■ Task prompt:
Across the listing that follows, establish how many lines contain the string "other" and provide that number by itself.

Material provided START

//! Domain error types.
//!
//! Every variant is fatal to the current selection cycle: the pipeline never
//! returns a partial universe.

/// Top-level error type for uniselect.
#[derive(Debug, thiserror::Error)]
pub enum SelectorError {
    #[error("no candidate symbols resolved for market {market}")]
    NoCandidates { market: String },

    #[error(
        "all candidates filtered out on {market}: {total} candidates, \
         {with_metrics} with complete metrics, 0 passed the hard filter"
    )]
    AllFilteredOut {
        market: String,
        total: usize,
        with_metrics: usize,
    },

    #[error("explicit symbol source requested without a symbol list")]
    MisconfiguredSource,

    #[error("market data error: {reason}")]
    Data { reason: String },

    #[error("database error: {reason}")]
    Database { reason: String },

    #[error("database query error: {reason}")]
    DatabaseQuery { reason: String },

    #[error("config parse error in {file}: {reason}")]
    ConfigParse { file: String, reason: String },

    #[error("missing config key [{section}] {key}")]
    ConfigMissing { section: String, key: String },

    #[error("invalid config value [{section}] {key}: {reason}")]
    ConfigInvalid {
        section: String,
        key: String,
        reason: String,
    },

    #[error(transparent)]
    Io(#[from] std::io::Error),
}

impl SelectorError {
    pub(crate) fn invalid(section: &str, key: &str, reason: impl Into<String>) -> Self {
        SelectorError::ConfigInvalid {
            section: section.to_string(),
            key: key.to_string(),
            reason: reason.into(),
        }
    }
}

impl From<&SelectorError> for std::process::ExitCode {
    fn from(err: &SelectorError) -> Self {
        let code: u8 = match err {
            SelectorError::Io(_) => 1,
            SelectorError::ConfigParse { .. }
            | SelectorError::ConfigMissing { .. }
            | SelectorError::ConfigInvalid { .. }
            | SelectorError::MisconfiguredSource => 2,
            SelectorError::Database { .. }
            | SelectorError::DatabaseQuery { .. }
            | SelectorError::Data { .. } => 3,
            SelectorError::NoCandidates { .. } | SelectorError::AllFilteredOut { .. } => 5,
        };
        std::process::ExitCode::from(code)
    }
}
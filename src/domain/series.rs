//! Columnar helpers over bar series.
//!
//! Rolling windows follow the usual dataframe semantics: a window of `w`
//! trailing observations, non-finite entries ignored, and a value emitted
//! only once at least `min_periods` finite observations are present.

use crate::domain::ohlcv::OhlcvBar;

/// Bars split into parallel `f64` columns.
#[derive(Debug, Clone, Default)]
pub struct BarColumns {
    pub high: Vec<f64>,
    pub low: Vec<f64>,
    pub close: Vec<f64>,
    pub volume: Vec<f64>,
}

impl BarColumns {
    pub fn from_bars(bars: &[OhlcvBar]) -> Self {
        Self {
            high: bars.iter().map(|b| b.high).collect(),
            low: bars.iter().map(|b| b.low).collect(),
            close: bars.iter().map(|b| b.close).collect(),
            volume: bars.iter().map(|b| b.volume as f64).collect(),
        }
    }

    /// close × volume per row.
    pub fn traded_value(&self) -> Vec<f64> {
        self.close
            .iter()
            .zip(&self.volume)
            .map(|(c, v)| c * v)
            .collect()
    }

    /// True range per row. Row 0 has no previous close and uses high - low.
    pub fn true_range(&self) -> Vec<f64> {
        let prev_close = std::iter::once(f64::NAN).chain(self.close.iter().copied());
        self.high
            .iter()
            .zip(&self.low)
            .zip(prev_close)
            .map(|((&h, &l), pc)| {
                let hl = h - l;
                if pc.is_nan() {
                    hl
                } else {
                    hl.max((h - pc).abs()).max((l - pc).abs())
                }
            })
            .collect()
    }
}

/// Mean of the finite values among the last `window` rows, or `None` with
/// fewer than `min_periods` of them.
pub fn last_rolling_mean(values: &[f64], window: usize, min_periods: usize) -> Option<f64> {
    let start = values.len().saturating_sub(window);
    let finite: Vec<f64> = values[start..]
        .iter()
        .copied()
        .filter(|v| v.is_finite())
        .collect();
    if window == 0 || finite.is_empty() || finite.len() < min_periods {
        return None;
    }
    Some(finite.iter().sum::<f64>() / finite.len() as f64)
}

/// Median of the finite values.
pub fn median<I: IntoIterator<Item = f64>>(values: I) -> Option<f64> {
    let mut v: Vec<f64> = values.into_iter().filter(|x| x.is_finite()).collect();
    if v.is_empty() {
        return None;
    }
    v.sort_by(f64::total_cmp);
    let mid = v.len() / 2;
    if v.len() % 2 == 0 {
        Some((v[mid - 1] + v[mid]) / 2.0)
    } else {
        Some(v[mid])
    }
}

/// Arithmetic mean of the finite values.
pub fn mean<I: IntoIterator<Item = f64>>(values: I) -> Option<f64> {
    let (sum, n) = values
        .into_iter()
        .filter(|x| x.is_finite())
        .fold((0.0, 0usize), |(s, n), x| (s + x, n + 1));
    if n == 0 { None } else { Some(sum / n as f64) }
}

#[cfg(test)]
mod tests {
    use super::*;
    use approx::assert_relative_eq;

    #[test]
    fn last_rolling_mean_respects_min_periods() {
        assert_eq!(last_rolling_mean(&[1.0, 2.0], 3, 3), None);
        assert_relative_eq!(last_rolling_mean(&[1.0, 2.0, 3.0], 3, 3).unwrap(), 2.0);
        assert_relative_eq!(last_rolling_mean(&[1.0, 2.0, 3.0, 4.0], 3, 3).unwrap(), 3.0);
        assert_eq!(last_rolling_mean(&[1.0, 2.0, 3.0], 0, 0), None);
    }

    #[test]
    fn last_rolling_mean_skips_nan() {
        let values = [1.0, f64::NAN, 3.0];
        assert_relative_eq!(last_rolling_mean(&values, 3, 2).unwrap(), 2.0);
        assert_eq!(last_rolling_mean(&values, 3, 3), None);
    }

    #[test]
    fn last_rolling_mean_uses_trailing_window() {
        let values: Vec<f64> = (1..=30).map(f64::from).collect();
        assert_relative_eq!(last_rolling_mean(&values, 20, 20).unwrap(), 20.5);
    }

    #[test]
    fn true_range_first_row_is_high_low() {
        let cols = BarColumns {
            high: vec![110.0, 130.0],
            low: vec![100.0, 120.0],
            close: vec![105.0, 125.0],
            volume: vec![1.0, 1.0],
        };
        let tr = cols.true_range();
        assert_relative_eq!(tr[0], 10.0);
        // gap up: |130 - 105| = 25
        assert_relative_eq!(tr[1], 25.0);
    }

    #[test]
    fn median_even_and_odd() {
        assert_eq!(median([3.0, 1.0, 2.0]), Some(2.0));
        assert_eq!(median([4.0, 1.0, 3.0, 2.0]), Some(2.5));
        assert_eq!(median(Vec::<f64>::new()), None);
        assert_eq!(median([f64::NAN, 5.0]), Some(5.0));
    }

    #[test]
    fn mean_ignores_non_finite() {
        assert_eq!(mean([1.0, f64::INFINITY, 3.0]), Some(2.0));
        assert_eq!(mean(Vec::<f64>::new()), None);
    }
}
//! Sector classification lookup port.

use std::collections::HashMap;

/// Sector assigned to symbols missing from the classification map.
pub const UNKNOWN_SECTOR: &str = "UNKNOWN";

pub trait SectorLookup {
    /// Symbol → sector map read from `locator`. A missing resource yields an
    /// empty map.
    fn load_sector_map(&self, locator: &str) -> HashMap<String, String>;
}
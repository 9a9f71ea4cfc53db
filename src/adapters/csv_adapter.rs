//! CSV file market-data adapter.
//!
//! One file per symbol and bar size under a base directory:
//! `{SYMBOL}_{MARKET}.csv` for daily bars and `{SYMBOL}_{MARKET}_5m.csv` for
//! 5-minute bars. Columns: `date` (or `datetime`), open, high, low, close,
//! volume. A missing file means the symbol has no data.

use crate::domain::error::SelectorError;
use crate::domain::ohlcv::{trailing_sessions, OhlcvBar};
use crate::ports::market_data_port::{BarsBySymbol, MarketDataConnector, MarketDataPort};
use crate::ports::symbol_directory_port::SymbolDirectory;
use chrono::{NaiveDate, NaiveDateTime};
use serde::Deserialize;
use std::fs;
use std::io::ErrorKind;
use std::path::{Path, PathBuf};
use tracing::{debug, warn};

const INTRADAY_SUFFIX: &str = "_5m";

#[derive(Debug, Deserialize)]
struct BarRecord {
    #[serde(alias = "date", alias = "datetime")]
    timestamp: String,
    open: f64,
    high: f64,
    low: f64,
    close: f64,
    volume: f64,
}

fn parse_timestamp(value: &str) -> Option<NaiveDateTime> {
    let value = value.trim();
    ["%Y-%m-%d %H:%M:%S", "%Y-%m-%dT%H:%M:%S", "%Y-%m-%d %H:%M"]
        .iter()
        .find_map(|fmt| NaiveDateTime::parse_from_str(value, fmt).ok())
        .or_else(|| {
            NaiveDate::parse_from_str(value, "%Y-%m-%d")
                .ok()
                .and_then(|d| d.and_hms_opt(0, 0, 0))
        })
}

pub struct CsvAdapter {
    base_path: PathBuf,
    market: String,
}

impl CsvAdapter {
    pub fn new(base_path: PathBuf, market: &str) -> Self {
        Self {
            base_path,
            market: market.to_string(),
        }
    }

    fn csv_path(&self, symbol: &str, suffix: &str) -> PathBuf {
        self.base_path
            .join(format!("{}_{}{}.csv", symbol, self.market, suffix))
    }

    /// `Ok(None)` when the file does not exist.
    fn read_bars(&self, symbol: &str, path: &Path) -> Result<Option<Vec<OhlcvBar>>, SelectorError> {
        let content = match fs::read_to_string(path) {
            Ok(c) => c,
            Err(e) if e.kind() == ErrorKind::NotFound => return Ok(None),
            Err(e) => {
                return Err(SelectorError::Data {
                    reason: format!("failed to read {}: {}", path.display(), e),
                });
            }
        };

        let mut rdr = csv::Reader::from_reader(content.as_bytes());
        let mut bars = Vec::new();
        for result in rdr.deserialize::<BarRecord>() {
            let record = result.map_err(|e| SelectorError::Data {
                reason: format!("CSV parse error in {}: {}", path.display(), e),
            })?;
            let timestamp =
                parse_timestamp(&record.timestamp).ok_or_else(|| SelectorError::Data {
                    reason: format!(
                        "invalid timestamp '{}' in {}",
                        record.timestamp,
                        path.display()
                    ),
                })?;
            bars.push(OhlcvBar {
                symbol: symbol.to_string(),
                timestamp,
                open: record.open,
                high: record.high,
                low: record.low,
                close: record.close,
                volume: record.volume.round() as i64,
            });
        }

        bars.sort_by_key(|b| b.timestamp);
        Ok(Some(bars))
    }

    fn fetch(
        &self,
        symbols: &[String],
        window_days: usize,
        suffix: &str,
    ) -> Result<BarsBySymbol, SelectorError> {
        let mut out = BarsBySymbol::new();
        for symbol in symbols {
            let path = self.csv_path(symbol, suffix);
            match self.read_bars(symbol, &path)? {
                Some(bars) => {
                    let window = trailing_sessions(&bars, window_days).to_vec();
                    if !window.is_empty() {
                        out.insert(symbol.clone(), window);
                    }
                }
                None => debug!(symbol = %symbol, path = %path.display(), "no CSV data"),
            }
        }
        Ok(out)
    }
}

impl MarketDataPort for CsvAdapter {
    fn fetch_daily_bars(
        &self,
        symbols: &[String],
        window_days: usize,
    ) -> Result<BarsBySymbol, SelectorError> {
        self.fetch(symbols, window_days, "")
    }

    fn fetch_intraday_bars(
        &self,
        symbols: &[String],
        window_days: usize,
    ) -> Result<BarsBySymbol, SelectorError> {
        self.fetch(symbols, window_days, INTRADAY_SUFFIX)
    }
}

impl MarketDataConnector for CsvAdapter {
    fn connect(&self) -> Result<Box<dyn MarketDataPort + '_>, SelectorError> {
        if !self.base_path.is_dir() {
            return Err(SelectorError::Data {
                reason: format!("CSV directory {} not found", self.base_path.display()),
            });
        }
        Ok(Box::new(CsvAdapter::new(self.base_path.clone(), &self.market)))
    }
}

impl SymbolDirectory for CsvAdapter {
    /// Symbols with a daily file for `market`, sorted.
    fn load_symbols(&self, market: &str) -> Vec<String> {
        let entries = match fs::read_dir(&self.base_path) {
            Ok(e) => e,
            Err(e) => {
                warn!(dir = %self.base_path.display(), error = %e, "cannot list CSV directory");
                return Vec::new();
            }
        };

        let suffix = format!("_{}.csv", market);
        let mut symbols: Vec<String> = entries
            .filter_map(Result::ok)
            .filter_map(|entry| {
                let name = entry.file_name().to_string_lossy().into_owned();
                name.strip_suffix(&suffix).map(str::to_string)
            })
            .filter(|s| !s.is_empty())
            .collect();

        symbols.sort();
        symbols.dedup();
        symbols
    }
}
//! Configuration validation.
//!
//! Range checks on every section that feeds a selection cycle, run before
//! any market data is touched.

use crate::domain::error::SelectorError;
use crate::domain::metrics::{ExtensionMetric, MAX_SESSION_MINUTES};
use crate::domain::scoring::EXTENSION_PREFIX;
use crate::ports::config_port::ConfigPort;
use chrono::NaiveTime;

pub fn validate_selection_config(config: &dyn ConfigPort) -> Result<(), SelectorError> {
    validate_data_source(config)?;
    validate_metrics(config)?;
    validate_thresholds(config)?;
    validate_weights(config)?;
    validate_universe(config)?;
    Ok(())
}

fn validate_data_source(config: &dyn ConfigPort) -> Result<(), SelectorError> {
    let source = config
        .get_string("data", "source")
        .unwrap_or_else(|| "sqlite".to_string());
    match source.trim() {
        "sqlite" | "csv" => Ok(()),
        other => Err(SelectorError::invalid(
            "data",
            "source",
            format!("unknown source '{other}', expected sqlite or csv"),
        )),
    }
}

/// `HH:MM` or `HH:MM:SS`.
pub fn parse_session_time(value: &str) -> Option<NaiveTime> {
    let value = value.trim();
    NaiveTime::parse_from_str(value, "%H:%M")
        .or_else(|_| NaiveTime::parse_from_str(value, "%H:%M:%S"))
        .ok()
}

/// Reads a float, rejecting `nan` and `inf`.
fn finite_double(
    config: &dyn ConfigPort,
    section: &str,
    key: &str,
    default: f64,
) -> Result<f64, SelectorError> {
    let value = config.get_double(section, key, default);
    if value.is_finite() {
        Ok(value)
    } else {
        Err(SelectorError::invalid(
            section,
            key,
            format!("{key} must be a finite number"),
        ))
    }
}

fn validate_metrics(config: &dyn ConfigPort) -> Result<(), SelectorError> {
    if finite_double(config, "metrics", "target_atr_pct", 0.03)? <= 0.0 {
        return Err(SelectorError::invalid(
            "metrics",
            "target_atr_pct",
            "target_atr_pct must be positive",
        ));
    }
    if finite_double(config, "metrics", "atr_tolerance", 0.02)? <= 0.0 {
        return Err(SelectorError::invalid(
            "metrics",
            "atr_tolerance",
            "atr_tolerance must be positive",
        ));
    }
    if config.get_int("metrics", "ranking_pool_size", 200) < 1 {
        return Err(SelectorError::invalid(
            "metrics",
            "ranking_pool_size",
            "ranking_pool_size must be at least 1",
        ));
    }
    if config.get_int("metrics", "close_volume_window_days", 20) < 1 {
        return Err(SelectorError::invalid(
            "metrics",
            "close_volume_window_days",
            "close_volume_window_days must be at least 1",
        ));
    }
    for key in ["close_window_minutes", "opening_range_minutes"] {
        validate_session_minutes(key, config.get_int("metrics", key, 5))?;
    }
    if let Some(close) = config.get_string("metrics", "session_close") {
        if parse_session_time(&close).is_none() {
            return Err(SelectorError::invalid(
                "metrics",
                "session_close",
                "invalid session_close, expected HH:MM",
            ));
        }
    }
    Ok(())
}

/// Intraday windows must fit inside one day: `1..=MAX_SESSION_MINUTES`.
pub fn validate_session_minutes(key: &str, minutes: i64) -> Result<(), SelectorError> {
    if (1..=MAX_SESSION_MINUTES).contains(&minutes) {
        Ok(())
    } else {
        Err(SelectorError::invalid(
            "metrics",
            key,
            format!("{key} must be between 1 and {MAX_SESSION_MINUTES}"),
        ))
    }
}

fn validate_thresholds(config: &dyn ConfigPort) -> Result<(), SelectorError> {
    for key in [
        "adv_min",
        "price_min",
        "price_max",
        "atr_pct_min",
        "atr_pct_max",
        "zero_volume_ratio_max",
    ] {
        if finite_double(config, "thresholds", key, 0.0)? < 0.0 {
            return Err(SelectorError::invalid(
                "thresholds",
                key,
                format!("{key} must be non-negative"),
            ));
        }
    }

    let price_min = config.get_double("thresholds", "price_min", 1.0);
    let price_max = config.get_double("thresholds", "price_max", 1_000_000.0);
    if price_min > price_max {
        return Err(SelectorError::invalid(
            "thresholds",
            "price_min",
            "price_min must not exceed price_max",
        ));
    }

    let atr_min = config.get_double("thresholds", "atr_pct_min", 0.005);
    let atr_max = config.get_double("thresholds", "atr_pct_max", 0.10);
    if atr_min > atr_max {
        return Err(SelectorError::invalid(
            "thresholds",
            "atr_pct_min",
            "atr_pct_min must not exceed atr_pct_max",
        ));
    }
    Ok(())
}

fn validate_weights(config: &dyn ConfigPort) -> Result<(), SelectorError> {
    let base = ["liquidity", "volatility", "cost", "close_liquidity", "zero_volume"];
    let extensions = ExtensionMetric::ALL.map(|ext| format!("{EXTENSION_PREFIX}{}", ext.name()));
    let keys = base
        .iter()
        .map(|k| k.to_string())
        .chain(extensions);

    for key in keys {
        if finite_double(config, "weights", &key, 0.0)? < 0.0 {
            return Err(SelectorError::invalid(
                "weights",
                &key,
                format!("{key} must be non-negative"),
            ));
        }
    }
    Ok(())
}

fn validate_universe(config: &dyn ConfigPort) -> Result<(), SelectorError> {
    if config.get_int("universe", "core_size", 20) < 1 {
        return Err(SelectorError::invalid(
            "universe",
            "core_size",
            "core_size must be at least 1",
        ));
    }
    for key in ["bench_size", "maintain_rank_max", "add_rank_max"] {
        if config.get_int("universe", key, 0) < 0 {
            return Err(SelectorError::invalid(
                "universe",
                key,
                format!("{key} must be non-negative"),
            ));
        }
    }
    let ratio = finite_double(config, "universe", "sector_max_ratio", 0.3)?;
    if ratio <= 0.0 || ratio > 1.0 {
        return Err(SelectorError::invalid(
            "universe",
            "sector_max_ratio",
            "sector_max_ratio must be in (0, 1]",
        ));
    }
    Ok(())
}
//! Core domain types and logic for universe selection.

pub mod ohlcv;
pub mod series;
pub mod metrics;
pub mod filter;
pub mod scoring;
pub mod selection;
pub mod snapshot;
pub mod service;
pub mod config_validation;
pub mod error;
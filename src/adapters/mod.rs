//! Concrete adapter implementations for ports.

pub mod csv_adapter;
pub mod file_config_adapter;
pub mod sector_file_adapter;
pub mod snapshot_csv_adapter;
#[cfg(feature = "sqlite")]
pub mod sqlite_adapter;
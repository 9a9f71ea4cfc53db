//! Persistence sink for Core membership and audit snapshots.

use crate::domain::error::SelectorError;
use crate::domain::service::UniverseSelectionResult;
use chrono::NaiveDateTime;

pub trait SelectionStore {
    /// Core membership persisted by the most recent cycle, in rank order.
    /// Empty when no cycle has been stored for `market`.
    fn load_previous_core(&self, market: &str) -> Result<Vec<String>, SelectorError>;

    /// Store the new Core and the full audit snapshot of a cycle.
    fn save_selection(
        &self,
        market: &str,
        as_of: NaiveDateTime,
        result: &UniverseSelectionResult,
    ) -> Result<(), SelectorError>;
}
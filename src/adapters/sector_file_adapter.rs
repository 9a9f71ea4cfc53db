//! Sector classification from a `symbol,sector` CSV file.

use crate::ports::sector_port::SectorLookup;
use serde::Deserialize;
use std::collections::HashMap;
use tracing::{debug, warn};

#[derive(Debug, Deserialize)]
struct SectorRecord {
    symbol: String,
    sector: String,
}

#[derive(Debug, Default)]
pub struct SectorFileAdapter;

impl SectorLookup for SectorFileAdapter {
    fn load_sector_map(&self, locator: &str) -> HashMap<String, String> {
        let mut rdr = match csv::ReaderBuilder::new().trim(csv::Trim::All).from_path(locator) {
            Ok(r) => r,
            Err(e) => {
                warn!(path = locator, error = %e, "sector map unavailable, all symbols UNKNOWN");
                return HashMap::new();
            }
        };

        let mut map = HashMap::new();
        for result in rdr.deserialize::<SectorRecord>() {
            match result {
                Ok(rec) if !rec.symbol.is_empty() && !rec.sector.is_empty() => {
                    map.insert(rec.symbol, rec.sector);
                }
                Ok(_) => {}
                Err(e) => debug!(path = locator, error = %e, "skipping sector row"),
            }
        }
        debug!(path = locator, entries = map.len(), "sector map loaded");
        map
    }
}
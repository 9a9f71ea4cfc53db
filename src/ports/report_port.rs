//! Audit report port.

use crate::domain::error::SelectorError;
use crate::domain::service::UniverseSelectionResult;

/// Port for writing a cycle's audit snapshot somewhere a human can read it.
pub trait ReportPort {
    fn write(
        &self,
        result: &UniverseSelectionResult,
        output_path: &str,
    ) -> Result<(), SelectorError>;
}
//! Audit snapshot written as CSV, one row per filtered symbol.
//!
//! Columns: symbol, rank, membership, total, the raw metrics, then one
//! `score_<component>` column per breakdown component seen in the cycle.
//! Absent values are written as empty cells.

use crate::domain::error::SelectorError;
use crate::domain::service::UniverseSelectionResult;
use crate::domain::snapshot::{component_columns, METRIC_COLUMNS};
use crate::ports::report_port::ReportPort;
use tracing::info;

#[derive(Debug, Default)]
pub struct SnapshotCsvAdapter;

fn cell(value: Option<f64>) -> String {
    value.map(|v| v.to_string()).unwrap_or_default()
}

fn csv_error(path: &str, e: impl std::fmt::Display) -> SelectorError {
    SelectorError::Io(std::io::Error::other(format!(
        "failed to write snapshot {path}: {e}"
    )))
}

impl ReportPort for SnapshotCsvAdapter {
    fn write(
        &self,
        result: &UniverseSelectionResult,
        output_path: &str,
    ) -> Result<(), SelectorError> {
        let components = component_columns(&result.snapshot_rows);
        let mut wtr = csv::Writer::from_path(output_path).map_err(|e| csv_error(output_path, e))?;

        let mut header: Vec<String> = ["symbol", "rank", "membership", "total"]
            .iter()
            .chain(METRIC_COLUMNS.iter())
            .map(|s| s.to_string())
            .collect();
        header.extend(components.iter().map(|c| format!("score_{c}")));
        wtr.write_record(&header)
            .map_err(|e| csv_error(output_path, e))?;

        for row in &result.snapshot_rows {
            let mut record = vec![
                row.symbol.clone(),
                row.rank.to_string(),
                row.membership.to_string(),
                row.total.to_string(),
            ];
            record.extend(row.metric_values().into_iter().map(cell));
            record.extend(components.iter().map(|c| cell(row.component(c))));
            wtr.write_record(&record)
                .map_err(|e| csv_error(output_path, e))?;
        }
        wtr.flush()?;

        info!(
            path = output_path,
            rows = result.snapshot_rows.len(),
            "snapshot written"
        );
        Ok(())
    }
}

#[cfg(test)]
mod tests {
    use super::*;
    use crate::domain::metrics::SymbolMetrics;
    use crate::domain::snapshot::{Membership, SnapshotRow};
    use std::collections::BTreeMap;
    use tempfile::TempDir;

    fn row(symbol: &str, rank: usize, membership: Membership, ext: bool) -> SnapshotRow {
        let mut components = vec![("liquidity".to_string(), 0.35), ("cost".to_string(), 0.1)];
        if ext {
            components.push(("ext_efficiency_ratio".to_string(), 0.05));
        }
        SnapshotRow {
            symbol: symbol.into(),
            rank,
            membership,
            metrics: SymbolMetrics {
                symbol: symbol.into(),
                latest_close: 10.5,
                adv_value: 2e7,
                atr_pct: Some(0.02),
                median_intraday_range_bps: 15.0,
                close_volume_share: 0.1,
                no_trade_ratio: 0.0,
                efficiency_ratio: ext.then_some(0.6),
                orb_follow_through: None,
                vwap_persistence: None,
            },
            total: 0.5,
            components,
        }
    }

    fn result(rows: Vec<SnapshotRow>) -> UniverseSelectionResult {
        UniverseSelectionResult {
            core: vec!["AAA".into()],
            bench: vec![],
            scores: BTreeMap::new(),
            breakdown: BTreeMap::new(),
            total_symbols: rows.len(),
            metric_symbols: rows.len(),
            filtered_symbols: rows.len(),
            snapshot_rows: rows,
            relaxed_core: vec![],
            relaxed_bench: vec![],
        }
    }

    #[test]
    fn writes_header_and_rows() {
        let dir = TempDir::new().unwrap();
        let path = dir.path().join("snapshot.csv");
        let path = path.to_str().unwrap();

        let res = result(vec![
            row("AAA", 1, Membership::Core, true),
            row("BBB", 2, Membership::Rejected, false),
        ]);
        SnapshotCsvAdapter.write(&res, path).unwrap();

        let content = std::fs::read_to_string(path).unwrap();
        let lines: Vec<&str> = content.lines().collect();
        assert_eq!(lines.len(), 3);
        assert!(lines[0].starts_with("symbol,rank,membership,total,latest_close"));
        assert!(lines[0].ends_with("score_liquidity,score_cost,score_ext_efficiency_ratio"));
        assert!(lines[1].starts_with("AAA,1,core,0.5,10.5"));
        assert!(lines[1].ends_with(",0.35,0.1,0.05"));
        assert!(lines[2].starts_with("BBB,2,rejected"));
        assert!(lines[2].ends_with(",0.35,0.1,"));
    }

    #[test]
    fn unwritable_path_is_io_error() {
        let res = result(vec![row("AAA", 1, Membership::Core, false)]);
        let err = SnapshotCsvAdapter
            .write(&res, "/nonexistent/dir/snapshot.csv")
            .unwrap_err();
        assert!(matches!(err, SelectorError::Io(_)));
    }
}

Material provided END

■ Solved exercise:
3